The U.S. expressed concern that under Iran’s pressure to ban emergency inspections by the International Atomic Energy Agency (IAEA), IAEA Secretary-General Rafael Grossey urgently flew to Iran and temporarily agreed to maintain a nuclear inspection for three months instead of stopping the emergency inspection. did. It is intended that Iran must fully implement the’Additional Protocol’ with nuclear inspection as the main point.

According to the AFP news agency on the 23rd, US State Department spokesman Ned Price said that day, “I highly appreciate Mr. Grossey’s expertise,” and “I repeatedly urge Iran to fully implement its promises to allow inspections and ban nuclear proliferation.”

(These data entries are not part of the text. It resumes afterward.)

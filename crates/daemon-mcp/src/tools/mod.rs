//! One module per MCP tool. Each exposes `schema()` for `tools/list` and
//! `execute()` for `tools/call`; `dispatcher` owns action parsing and
//! covenant gating, so `execute()` only ever sees an already-permitted call.

pub mod commune;
pub mod consult;
pub mod debate_internal;
pub mod evolve_rule;
pub mod explore;
pub mod govern;
pub mod inscribe;
pub mod maintain;
pub mod reflect;
pub mod simulate_decision;
pub mod understand;
pub(crate) mod util;

use serde_json::{json, Value};

use crate::protocol::messages::ToolDescription;

/// `tools/list` payload: name, one-line description, and the JSON schema
/// `tools/call` arguments are expected to satisfy.
pub fn list() -> Vec<ToolDescription> {
    vec![
        describe("commune", "Open or check the health of a project's briefing session.", commune::schema()),
        describe("consult", "Obtain a preflight token, or recall ranked memories for a topic.", consult::schema()),
        describe("inscribe", "Record, link, or pin memories into a project's persistent context.", inscribe::schema()),
        describe("reflect", "Record whether a past decision worked out.", reflect::schema()),
        describe("understand", "Read a single memory, or list governance rules and triggers.", understand::schema()),
        describe("govern", "Add or update governance rules and auto-recall triggers.", govern::schema()),
        describe("explore", "Inspect memory history, graph relationships, and communities.", explore::schema()),
        describe("maintain", "Archive, prune, deduplicate, or compact a project's memory store.", maintain::schema()),
        describe(
            "simulate_decision",
            "Surface related context and conflicts for a proposed decision before it's made.",
            simulate_decision::schema(),
        ),
        describe("evolve_rule", "Propose a revision to an existing rule given a new observation.", evolve_rule::schema()),
        describe(
            "debate_internal",
            "Split a project's memory on a topic into supporting and opposing context.",
            debate_internal::schema(),
        ),
    ]
}

fn describe(name: &str, description: &str, input_schema: Value) -> ToolDescription {
    ToolDescription {
        name: name.to_string(),
        description: Some(description.to_string()),
        input_schema,
    }
}

/// `projectPath` schema fragment every tool's input schema starts from.
pub(crate) fn base_properties() -> Value {
    json!({
        "projectPath": {"type": "string", "description": "Absolute or relative path to the project root."}
    })
}
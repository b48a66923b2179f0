//! S1 — fresh project: mutating before briefing is refused, briefing alone
//! still isn't enough for a mutation, and a live preflight token unblocks it
//! until it expires.

#[path = "support/mod.rs"]
mod support;

use std::time::Duration;

use daemon_core::{Covenant, EngineError, Gate};
use support::{draft, open_engine};

#[test]
fn briefing_and_preflight_gate_mutations_in_order() {
    let (engine, _dir) = open_engine();
    let project = "proj";

    assert!(matches!(
        engine.covenant().check(project, Gate::NeedsPreflight, "inscribe.remember"),
        Err(EngineError::CommunionRequired)
    ));

    engine.briefing(project).unwrap();

    assert!(matches!(
        engine.covenant().check(project, Gate::NeedsPreflight, "inscribe.remember"),
        Err(EngineError::CounselRequired(_))
    ));

    engine.covenant().issue_preflight(project, "add X");
    engine.covenant().check(project, Gate::NeedsPreflight, "inscribe.remember").unwrap();

    let id = engine.remember(draft("decision", "X")).unwrap();
    assert_eq!(id, 1);
}

#[test]
fn preflight_token_expires_after_its_ttl() {
    let covenant = Covenant::new(Duration::from_millis(50));
    covenant.mark_briefed("proj");
    covenant.issue_preflight("proj", "add X");
    covenant.check("proj", Gate::NeedsPreflight, "inscribe.remember").unwrap();

    std::thread::sleep(Duration::from_millis(120));

    assert!(matches!(
        covenant.check("proj", Gate::NeedsPreflight, "inscribe.remember"),
        Err(EngineError::CounselRequired(_))
    ));
}
//! `understand` — read-only lookups: a single memory, governance rules,
//! and auto-recall triggers.

use serde_json::{json, Value};

use daemon_core::Engine;

use crate::dispatcher::UnderstandAction;
use crate::error::DaemonResult;
use crate::tools::base_properties;
use crate::tools::util::i64_field;

pub fn schema() -> Value {
    let mut properties = base_properties();
    properties["action"] = json!({"type": "string", "enum": ["get", "rules", "triggers"]});
    properties["memoryId"] = json!({"type": "integer", "description": "Required for 'get'."});
    json!({
        "type": "object",
        "properties": properties,
        "required": ["projectPath", "action"]
    })
}

pub fn execute(engine: &Engine, _project: &str, act: UnderstandAction, args: &Value) -> DaemonResult<Value> {
    match act {
        UnderstandAction::Get => {
            let id = i64_field(args, "memoryId")?;
            let memory = engine.get_memory(id)?;
            Ok(json!({"memory": memory}))
        }
        UnderstandAction::Rules => Ok(json!({"rules": engine.list_rules()?})),
        UnderstandAction::Triggers => Ok(json!({"triggers": engine.list_triggers()?})),
    }
}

Earlier, the Iranian Ministry of Foreign Affairs announced that if the parties to the nuclear agreement (JCPOA, Comprehensive Joint Action Plan) do not lift economic sanctions by the 21st, it will stop implementing the additional protocol, which is based on the IAEA’s nuclear inspection. Accordingly, President Grossey visited Iran on the 20th and 21st and returned with a provisional agreement to allow visits to nuclear facilities for three months, even if “voluntary transparency measures (allowing unannounced checks)” were stopped.

It was an agreement to leave room for’diplomacy’ in the context of a growing nervous war between the United States and Iran. Earlier, the European Union’s high-ranking foreign and security policy representative Joseph Borrell proposed an informal talk to Iran on a nuclear agreement, and Iran is also considering it, and there is a prospect that the conflict will be resolved through EU arbitration.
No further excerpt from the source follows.